* What is being asked: Please repeat every entry that follows, keeping each one exactly the same.

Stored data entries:
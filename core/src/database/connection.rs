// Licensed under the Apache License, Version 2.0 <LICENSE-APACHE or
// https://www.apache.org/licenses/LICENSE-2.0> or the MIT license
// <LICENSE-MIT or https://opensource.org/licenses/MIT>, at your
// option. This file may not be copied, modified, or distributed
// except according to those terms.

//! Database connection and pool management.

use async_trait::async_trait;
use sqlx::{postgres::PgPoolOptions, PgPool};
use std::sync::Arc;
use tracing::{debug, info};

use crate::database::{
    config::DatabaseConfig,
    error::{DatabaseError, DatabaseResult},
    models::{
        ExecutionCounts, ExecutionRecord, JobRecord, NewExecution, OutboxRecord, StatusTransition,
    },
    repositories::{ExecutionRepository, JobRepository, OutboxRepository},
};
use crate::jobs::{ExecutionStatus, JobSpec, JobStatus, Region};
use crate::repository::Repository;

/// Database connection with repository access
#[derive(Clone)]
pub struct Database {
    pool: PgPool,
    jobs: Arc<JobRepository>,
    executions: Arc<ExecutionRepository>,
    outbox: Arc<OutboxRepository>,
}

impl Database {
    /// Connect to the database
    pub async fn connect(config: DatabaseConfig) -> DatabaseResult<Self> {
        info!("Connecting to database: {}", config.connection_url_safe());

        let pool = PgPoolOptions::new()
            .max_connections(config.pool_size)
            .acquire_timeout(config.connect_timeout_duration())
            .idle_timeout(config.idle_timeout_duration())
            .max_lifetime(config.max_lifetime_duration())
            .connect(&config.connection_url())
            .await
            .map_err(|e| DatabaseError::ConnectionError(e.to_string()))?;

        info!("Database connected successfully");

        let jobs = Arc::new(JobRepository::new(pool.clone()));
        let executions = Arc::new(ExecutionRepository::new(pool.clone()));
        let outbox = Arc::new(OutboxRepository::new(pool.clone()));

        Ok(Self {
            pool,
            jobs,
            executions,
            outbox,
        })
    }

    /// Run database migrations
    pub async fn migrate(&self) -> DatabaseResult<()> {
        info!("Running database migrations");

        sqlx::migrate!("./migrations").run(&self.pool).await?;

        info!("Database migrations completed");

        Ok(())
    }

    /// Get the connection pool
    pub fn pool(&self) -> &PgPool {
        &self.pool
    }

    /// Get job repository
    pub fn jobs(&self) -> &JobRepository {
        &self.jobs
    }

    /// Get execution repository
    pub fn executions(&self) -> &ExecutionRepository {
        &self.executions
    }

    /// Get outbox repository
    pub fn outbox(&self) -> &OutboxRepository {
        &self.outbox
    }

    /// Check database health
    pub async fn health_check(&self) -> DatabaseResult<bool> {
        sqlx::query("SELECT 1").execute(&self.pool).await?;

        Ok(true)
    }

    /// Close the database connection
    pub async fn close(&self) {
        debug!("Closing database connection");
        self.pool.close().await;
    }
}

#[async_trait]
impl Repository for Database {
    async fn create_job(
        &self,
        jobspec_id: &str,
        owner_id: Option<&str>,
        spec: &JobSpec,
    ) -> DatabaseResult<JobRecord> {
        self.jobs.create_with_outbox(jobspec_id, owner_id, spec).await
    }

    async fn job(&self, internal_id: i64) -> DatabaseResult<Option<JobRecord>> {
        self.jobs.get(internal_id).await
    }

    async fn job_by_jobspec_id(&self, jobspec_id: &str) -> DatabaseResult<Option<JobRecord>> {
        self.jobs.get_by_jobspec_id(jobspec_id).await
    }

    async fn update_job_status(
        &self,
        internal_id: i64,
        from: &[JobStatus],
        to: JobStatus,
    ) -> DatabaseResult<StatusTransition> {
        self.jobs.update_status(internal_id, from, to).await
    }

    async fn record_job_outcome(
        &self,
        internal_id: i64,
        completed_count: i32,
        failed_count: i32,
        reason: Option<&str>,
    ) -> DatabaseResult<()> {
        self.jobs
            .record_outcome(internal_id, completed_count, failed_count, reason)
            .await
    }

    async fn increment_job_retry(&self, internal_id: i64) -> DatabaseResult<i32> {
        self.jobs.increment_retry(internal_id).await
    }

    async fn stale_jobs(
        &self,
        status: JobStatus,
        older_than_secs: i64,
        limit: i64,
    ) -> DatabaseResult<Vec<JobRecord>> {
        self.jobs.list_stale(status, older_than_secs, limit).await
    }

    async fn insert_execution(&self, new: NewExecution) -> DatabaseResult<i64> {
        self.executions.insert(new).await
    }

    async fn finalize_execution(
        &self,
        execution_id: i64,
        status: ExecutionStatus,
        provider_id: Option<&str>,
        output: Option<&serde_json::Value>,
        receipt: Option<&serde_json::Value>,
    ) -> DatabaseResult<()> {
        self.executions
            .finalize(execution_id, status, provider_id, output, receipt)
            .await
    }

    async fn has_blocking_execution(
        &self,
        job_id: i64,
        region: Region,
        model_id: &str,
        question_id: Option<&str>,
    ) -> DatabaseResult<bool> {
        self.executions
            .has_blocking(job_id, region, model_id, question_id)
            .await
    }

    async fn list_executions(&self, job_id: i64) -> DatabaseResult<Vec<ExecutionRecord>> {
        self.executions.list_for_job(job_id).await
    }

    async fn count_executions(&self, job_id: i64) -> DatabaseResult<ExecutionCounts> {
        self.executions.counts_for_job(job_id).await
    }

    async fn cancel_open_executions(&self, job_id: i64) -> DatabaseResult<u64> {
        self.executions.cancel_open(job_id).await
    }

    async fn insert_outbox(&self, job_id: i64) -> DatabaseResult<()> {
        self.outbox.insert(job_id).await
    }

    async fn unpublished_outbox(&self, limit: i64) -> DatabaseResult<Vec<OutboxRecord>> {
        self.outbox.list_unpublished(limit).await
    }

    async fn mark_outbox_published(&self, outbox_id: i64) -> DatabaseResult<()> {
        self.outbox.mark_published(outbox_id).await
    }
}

* Exercise result:
filename core/src/database/connection.rs
// Licensed under the Apache License, Version 2.0 <LICENSE-APACHE or
// https://www.apache.org/licenses/LICENSE-2.0> or the MIT license
// <LICENSE-MIT or https://opensource.org/licenses/MIT>, at your
// option. This file may not be copied, modified, or distributed
// except according to those terms.

//! Database connection and pool management.

use async_trait::async_trait;
use sqlx::{postgres::PgPoolOptions, PgPool};
use std::sync::Arc;
use tracing::{debug, info};

use crate::database::{
    config::DatabaseConfig,
    error::{DatabaseError, DatabaseResult},
    models::{
        ExecutionCounts, ExecutionRecord, JobRecord, NewExecution, OutboxRecord, StatusTransition,
    },
    repositories::{ExecutionRepository, JobRepository, OutboxRepository},
};
use crate::jobs::{ExecutionStatus, JobSpec, JobStatus, Region};
use crate::repository::Repository;

/// Database connection with repository access
#[derive(Clone)]
pub struct Database {
    pool: PgPool,
    jobs: Arc<JobRepository>,
    executions: Arc<ExecutionRepository>,
    outbox: Arc<OutboxRepository>,
}

impl Database {
    /// Connect to the database
    pub async fn connect(config: DatabaseConfig) -> DatabaseResult<Self> {
        info!("Connecting to database: {}", config.connection_url_safe());

        let pool = PgPoolOptions::new()
            .max_connections(config.pool_size)
            .acquire_timeout(config.connect_timeout_duration())
            .idle_timeout(config.idle_timeout_duration())
            .max_lifetime(config.max_lifetime_duration())
            .connect(&config.connection_url())
            .await
            .map_err(|e| DatabaseError::ConnectionError(e.to_string()))?;

        info!("Database connected successfully");

        let jobs = Arc::new(JobRepository::new(pool.clone()));
        let executions = Arc::new(ExecutionRepository::new(pool.clone()));
        let outbox = Arc::new(OutboxRepository::new(pool.clone()));

        Ok(Self {
            pool,
            jobs,
            executions,
            outbox,
        })
    }

    /// Run database migrations
    pub async fn migrate(&self) -> DatabaseResult<()> {
        info!("Running database migrations");

        sqlx::migrate!("./migrations").run(&self.pool).await?;

        info!("Database migrations completed");

        Ok(())
    }

    /// Get the connection pool
    pub fn pool(&self) -> &PgPool {
        &self.pool
    }

    /// Get job repository
    pub fn jobs(&self) -> &JobRepository {
        &self.jobs
    }

    /// Get execution repository
    pub fn executions(&self) -> &ExecutionRepository {
        &self.executions
    }

    /// Get outbox repository
    pub fn outbox(&self) -> &OutboxRepository {
        &self.outbox
    }

    /// Check database health
    pub async fn health_check(&self) -> DatabaseResult<bool> {
        sqlx::query("SELECT 1").execute(&self.pool).await?;

        Ok(true)
    }

    /// Close the database connection
    pub async fn close(&self) {
        debug!("Closing database connection");
        self.pool.close().await;
    }
}

#[async_trait]
impl Repository for Database {
    async fn create_job(
        &self,
        jobspec_id: &str,
        owner_id: Option<&str>,
        spec: &JobSpec,
    ) -> DatabaseResult<JobRecord> {
        self.jobs.create_with_outbox(jobspec_id, owner_id, spec).await
    }

    async fn job(&self, internal_id: i64) -> DatabaseResult<Option<JobRecord>> {
        self.jobs.get(internal_id).await
    }

    async fn job_by_jobspec_id(&self, jobspec_id: &str) -> DatabaseResult<Option<JobRecord>> {
        self.jobs.get_by_jobspec_id(jobspec_id).await
    }

    async fn update_job_status(
        &self,
        internal_id: i64,
        from: &[JobStatus],
        to: JobStatus,
    ) -> DatabaseResult<StatusTransition> {
        self.jobs.update_status(internal_id, from, to).await
    }

    async fn record_job_outcome(
        &self,
        internal_id: i64,
        completed_count: i32,
        failed_count: i32,
        reason: Option<&str>,
    ) -> DatabaseResult<()> {
        self.jobs
            .record_outcome(internal_id, completed_count, failed_count, reason)
            .await
    }

    async fn increment_job_retry(&self, internal_id: i64) -> DatabaseResult<i32> {
        self.jobs.increment_retry(internal_id).await
    }

    async fn stale_jobs(
        &self,
        status: JobStatus,
        older_than_secs: i64,
        limit: i64,
    ) -> DatabaseResult<Vec<JobRecord>> {
        self.jobs.list_stale(status, older_than_secs, limit).await
    }

    async fn insert_execution(&self, new: NewExecution) -> DatabaseResult<i64> {
        self.executions.insert(new).await
    }

    async fn finalize_execution(
        &self,
        execution_id: i64,
        status: ExecutionStatus,
        provider_id: Option<&str>,
        output: Option<&serde_json::Value>,
        receipt: Option<&serde_json::Value>,
    ) -> DatabaseResult<()> {
        self.executions
            .finalize(execution_id, status, provider_id, output, receipt)
            .await
    }

    async fn has_blocking_execution(
        &self,
        job_id: i64,
        region: Region,
        model_id: &str,
        question_id: Option<&str>,
    ) -> DatabaseResult<bool> {
        self.executions
            .has_blocking(job_id, region, model_id, question_id)
            .await
    }

    async fn list_executions(&self, job_id: i64) -> DatabaseResult<Vec<ExecutionRecord>> {
        self.executions.list_for_job(job_id).await
    }

    async fn count_executions(&self, job_id: i64) -> DatabaseResult<ExecutionCounts> {
        self.executions.counts_for_job(job_id).await
    }

    async fn cancel_open_executions(&self, job_id: i64) -> DatabaseResult<u64> {
        self.executions.cancel_open(job_id).await
    }

    async fn insert_outbox(&self, job_id: i64) -> DatabaseResult<()> {
        self.outbox.insert(job_id).await
    }

    async fn unpublished_outbox(&self, limit: i64) -> DatabaseResult<Vec<OutboxRecord>> {
        self.outbox.list_unpublished(limit).await
    }

    async fn mark_outbox_published(&self, outbox_id: i64) -> DatabaseResult<()> {
        self.outbox.mark_published(outbox_id).await
    }
}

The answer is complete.